Phaeozem formation appears to be conditioned by an annual precipitation surplus (which infiltrates into the soil). The North American Phaeozem belt extends from Canada, with an annual precipitation sum of only 400 mm and an average temperature of 2 oC, to Missouri in the south, with 1200 mm rainfall/year and an average temperature of 18 oC. The precipitation surplus over (temperature-dependent) evapotranspiration is about the same from north to south, despite the considerable increase in precipitation sum.
Argic B-horizons do occur in Phaeozems but they are widely regarded as relics from an earlier development towards Luvisols (in eras with a more humid climate).
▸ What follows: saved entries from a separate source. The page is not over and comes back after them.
//! Slide Charts - chart geometry and export for a slide presentation editor
//!
//! This library turns chart values (pie, bar, line) into vector scenes and
//! SVG, and exports whole slide decks as JSON or standalone HTML.
//!
//! # Example
//!
//! ```rust
//! use slide_charts::render;
//!
//! let svg = render(r#"{"type": "bar", "labels": ["A", "B"], "data": [1, 2]}"#).unwrap();
//! assert!(svg.contains("<rect"));
//! ```

pub mod chart;
pub mod deck;
pub mod error;
pub mod export;
pub mod geometry;
pub mod palette;
pub mod renderer;
pub mod scene;

pub use chart::{Chart, ChartError, ChartForm, ChartKind, FormError};
pub use deck::{Deck, DeckError};
pub use error::SourceError;
pub use export::export_html;
pub use geometry::Surface;
pub use palette::{Palette, PaletteError};
pub use renderer::{render_svg, SvgConfig};
pub use scene::{Primitive, Scene};

use std::path::Path;

use thiserror::Error;

/// Errors that can occur during the render pipeline
#[derive(Debug, Error)]
pub enum RenderError {
    /// Chart JSON could not be decoded
    #[error(transparent)]
    Source(#[from] SourceError),

    /// Chart data cannot be drawn
    #[error("invalid chart data: {0}")]
    Chart(#[from] ChartError),

    /// Deck could not be loaded
    #[error(transparent)]
    Deck(#[from] DeckError),

    /// Palette could not be loaded
    #[error(transparent)]
    Palette(#[from] PaletteError),
}

impl RenderError {
    /// Format the error, with source context for decoding errors
    pub fn format(&self, source: &str, filename: &str) -> String {
        match self {
            RenderError::Source(e) => e.format(source, filename),
            RenderError::Deck(e) => e.format(source, filename),
            other => other.to_string(),
        }
    }
}

/// Configuration for the complete render pipeline
#[derive(Debug, Clone)]
pub struct RenderConfig {
    /// Series, line and marker colors
    pub palette: Palette,
    /// SVG output configuration
    pub svg: SvgConfig,
    /// Render box width
    pub width: f64,
    /// Render box height
    pub height: f64,
}

impl Default for RenderConfig {
    fn default() -> Self {
        let (width, height) = Surface::Default.dimensions();
        Self {
            palette: Palette::default(),
            svg: SvgConfig::default(),
            width,
            height,
        }
    }
}

impl RenderConfig {
    /// Create a new configuration with defaults
    pub fn new() -> Self {
        Self::default()
    }

    /// Set the palette
    pub fn with_palette(mut self, palette: Palette) -> Self {
        self.palette = palette;
        self
    }

    /// Load the palette from a TOML file
    pub fn with_palette_file(self, path: &Path) -> Result<Self, RenderError> {
        Ok(self.with_palette(Palette::from_file(path)?))
    }

    /// Set the SVG configuration
    pub fn with_svg(mut self, config: SvgConfig) -> Self {
        self.svg = config;
        self
    }

    /// Set an explicit render box
    pub fn with_size(mut self, width: f64, height: f64) -> Self {
        self.width = width;
        self.height = height;
        self
    }

    /// Use the render box of a named surface
    pub fn with_surface(self, surface: Surface) -> Self {
        let (width, height) = surface.dimensions();
        self.with_size(width, height)
    }
}

/// Render chart JSON to SVG with default configuration
///
/// Malformed chart data is reported as an error rather than drawn.
pub fn render(source: &str) -> Result<String, RenderError> {
    render_with_config(source, &RenderConfig::default())
}

/// Render chart JSON to SVG with custom configuration
///
/// # Example
///
/// ```rust
/// use slide_charts::{render_with_config, RenderConfig, Surface, SvgConfig};
///
/// let config = RenderConfig::new()
///     .with_surface(Surface::Thumbnail)
///     .with_svg(SvgConfig::inline());
///
/// let svg = render_with_config(r#"{"type": "pie", "data": [1, 1]}"#, &config).unwrap();
/// assert!(svg.starts_with("<svg"));
/// assert!(svg.contains(r#"width="150" height="100""#));
/// ```
pub fn render_with_config(source: &str, config: &RenderConfig) -> Result<String, RenderError> {
    let scene = render_scene(source, config)?;
    Ok(render_svg(&scene, &config.svg))
}

/// Decode chart JSON and compute its scene
pub fn render_scene(source: &str, config: &RenderConfig) -> Result<Scene, RenderError> {
    let chart = Chart::from_json(source)?;
    let scene =
        geometry::try_render_with_palette(&chart, config.width, config.height, &config.palette)?;
    Ok(scene)
}

/// Draw an optional chart to SVG, drawing nothing for absent or malformed charts
pub fn render_chart(chart: Option<&Chart>, config: &RenderConfig) -> String {
    let scene = geometry::render_with_palette(chart, config.width, config.height, &config.palette);
    render_svg(&scene, &config.svg)
}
Phaeozems have a brown to grey, mollic surface horizon of 30-50 cm over a brown cambic horizon or a yellowish brown C-horizon, or over a brown or reddish brown argic horizon. A-horizons of Phaeozems are thinner than of Chernozems and somewhat less dark. Where the water table is at shallow depth or a perched water table occurs (e.g. on top of an argic horizon), the surface soil may be mottled and/or dark. Luvic soil units, polygenetic or not, represent a more advanced stage of soil formation and tend to have more reddish colours than other Phaeozems.
Phaeozems with clay accumulation have even better water storage properties than other Phaeozems but may still be short of water in the dry season.
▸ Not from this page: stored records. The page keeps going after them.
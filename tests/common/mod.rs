//! Shared test harness: in-memory store, scripted mock providers, and a
//! fully wired `AppState`.

#![allow(dead_code)]

use std::collections::VecDeque;
use std::sync::atomic::{AtomicBool, AtomicUsize, Ordering};
use std::sync::{Arc, Mutex};

use async_trait::async_trait;

use pesaflow_backend::config::{Config, DatabaseConfig, ServerConfig};
use pesaflow_backend::error::{AppError, AppResult};
use pesaflow_backend::payments::providers::paystack::{PaystackConfig, PaystackProvider};
use pesaflow_backend::payments::types::{InitiationDetails, ProviderHandoff, ProviderStatus};
use pesaflow_backend::payments::PaymentProvider;
use pesaflow_backend::reconciler::ReconcilerConfig;
use pesaflow_backend::store::memory::InMemoryTransactionStore;
use pesaflow_backend::store::TransactionStore;
use pesaflow_backend::AppState;

/// Secret the harness Paystack instance signs webhooks with.
pub const WEBHOOK_SECRET: &str = "sk_test_key";

/// A provider whose status answers are scripted per test. When the script
/// runs out it keeps answering Pending, which no flow treats as terminal.
pub struct MockProvider {
    name: &'static str,
    checkout_url: Option<String>,
    fail_initiation: AtomicBool,
    statuses: Mutex<VecDeque<AppResult<ProviderStatus>>>,
    references: AtomicUsize,
    pub initiate_calls: AtomicUsize,
    pub query_calls: AtomicUsize,
}

impl MockProvider {
    pub fn new(name: &'static str, checkout_url: Option<String>) -> Self {
        Self {
            name,
            checkout_url,
            fail_initiation: AtomicBool::new(false),
            statuses: Mutex::new(VecDeque::new()),
            references: AtomicUsize::new(0),
            initiate_calls: AtomicUsize::new(0),
            query_calls: AtomicUsize::new(0),
        }
    }

    pub fn script_status(&self, status: AppResult<ProviderStatus>) {
        self.statuses.lock().unwrap().push_back(status);
    }

    pub fn fail_next_initiation(&self) {
        self.fail_initiation.store(true, Ordering::SeqCst);
    }

    pub fn initiate_count(&self) -> usize {
        self.initiate_calls.load(Ordering::SeqCst)
    }

    pub fn query_count(&self) -> usize {
        self.query_calls.load(Ordering::SeqCst)
    }
}

#[async_trait]
impl PaymentProvider for MockProvider {
    fn name(&self) -> &'static str {
        self.name
    }

    async fn initiate(&self, _details: &InitiationDetails) -> AppResult<ProviderHandoff> {
        self.initiate_calls.fetch_add(1, Ordering::SeqCst);
        if self.fail_initiation.swap(false, Ordering::SeqCst) {
            return Err(AppError::Provider {
                provider: self.name,
                message: "scripted initiation failure".to_string(),
            });
        }
        let n = self.references.fetch_add(1, Ordering::SeqCst);
        Ok(ProviderHandoff {
            external_reference: format!("{}-ref-{n}", self.name),
            checkout_url: self.checkout_url.clone(),
        })
    }

    async fn query_status(&self, _reference: &str) -> AppResult<ProviderStatus> {
        self.query_calls.fetch_add(1, Ordering::SeqCst);
        match self.statuses.lock().unwrap().pop_front() {
            Some(status) => status,
            None => Ok(ProviderStatus::Pending),
        }
    }
}

pub fn test_config() -> Config {
    Config {
        server: ServerConfig {
            host: "127.0.0.1".to_string(),
            port: 8000,
            environment: "development".to_string(),
        },
        database: DatabaseConfig {
            url: "postgres://unused-in-tests".to_string(),
            max_connections: 1,
        },
        reconciler: ReconcilerConfig::default(),
    }
}

pub struct Harness {
    pub state: AppState,
    pub store: Arc<InMemoryTransactionStore>,
    pub push: Arc<MockProvider>,
    pub redirect: Arc<MockProvider>,
}

pub fn harness() -> Harness {
    harness_with_config(test_config())
}

pub fn harness_with_config(config: Config) -> Harness {
    let store = Arc::new(InMemoryTransactionStore::new());
    let push = Arc::new(MockProvider::new("push", None));
    let redirect = Arc::new(MockProvider::new(
        "redirect",
        Some("https://checkout.test/session".to_string()),
    ));
    let paystack = Arc::new(
        PaystackProvider::new(PaystackConfig {
            secret_key: WEBHOOK_SECRET.to_string(),
            ..PaystackConfig::default()
        })
        .expect("test provider"),
    );

    let state = AppState::new(
        config,
        Arc::clone(&store) as Arc<dyn TransactionStore>,
        Arc::clone(&push) as Arc<dyn PaymentProvider>,
        Arc::clone(&redirect) as Arc<dyn PaymentProvider>,
        paystack,
    );

    Harness {
        state,
        store,
        push,
        redirect,
    }
}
Phaeozems are porous, well-aerated soils with moderate to strong, very stable, crumb to blocky structures. Where clay illuviation occurs, the illuviation layer contains commonly 10-20 percent more clay than the overlying horizon.
The organic matter content of the surface layer of Phaeozems is typically around 5 percent; the C/N-ratio of the organic matter is 10-12; pH-values are between 5 and 7 and increase towards the C-horizon. The Cation Exchange Capacity of Phaeozems is 25-30 cmol(+) per kg dry soil or somewhat less; the base saturation percentage lies between 65 and 100 percent, with the higher values in the deeper subsoil.
Phaeozems are porous, fertile soils and make excellent farmland. In the USA and Argentina, Phaeozems are in use for the production of soybean and wheat (and other small grains). Phaeozems on the High Plains of Texas produce good yields of irrigated cotton. Phaeozems in the temperate climatic belt are planted to wheat, barley and vegetables alongside other crops. Wind and water erosion are serious hazards. Vast areas of Phaeozems are used for cattle rearing and fattening on improved pastures.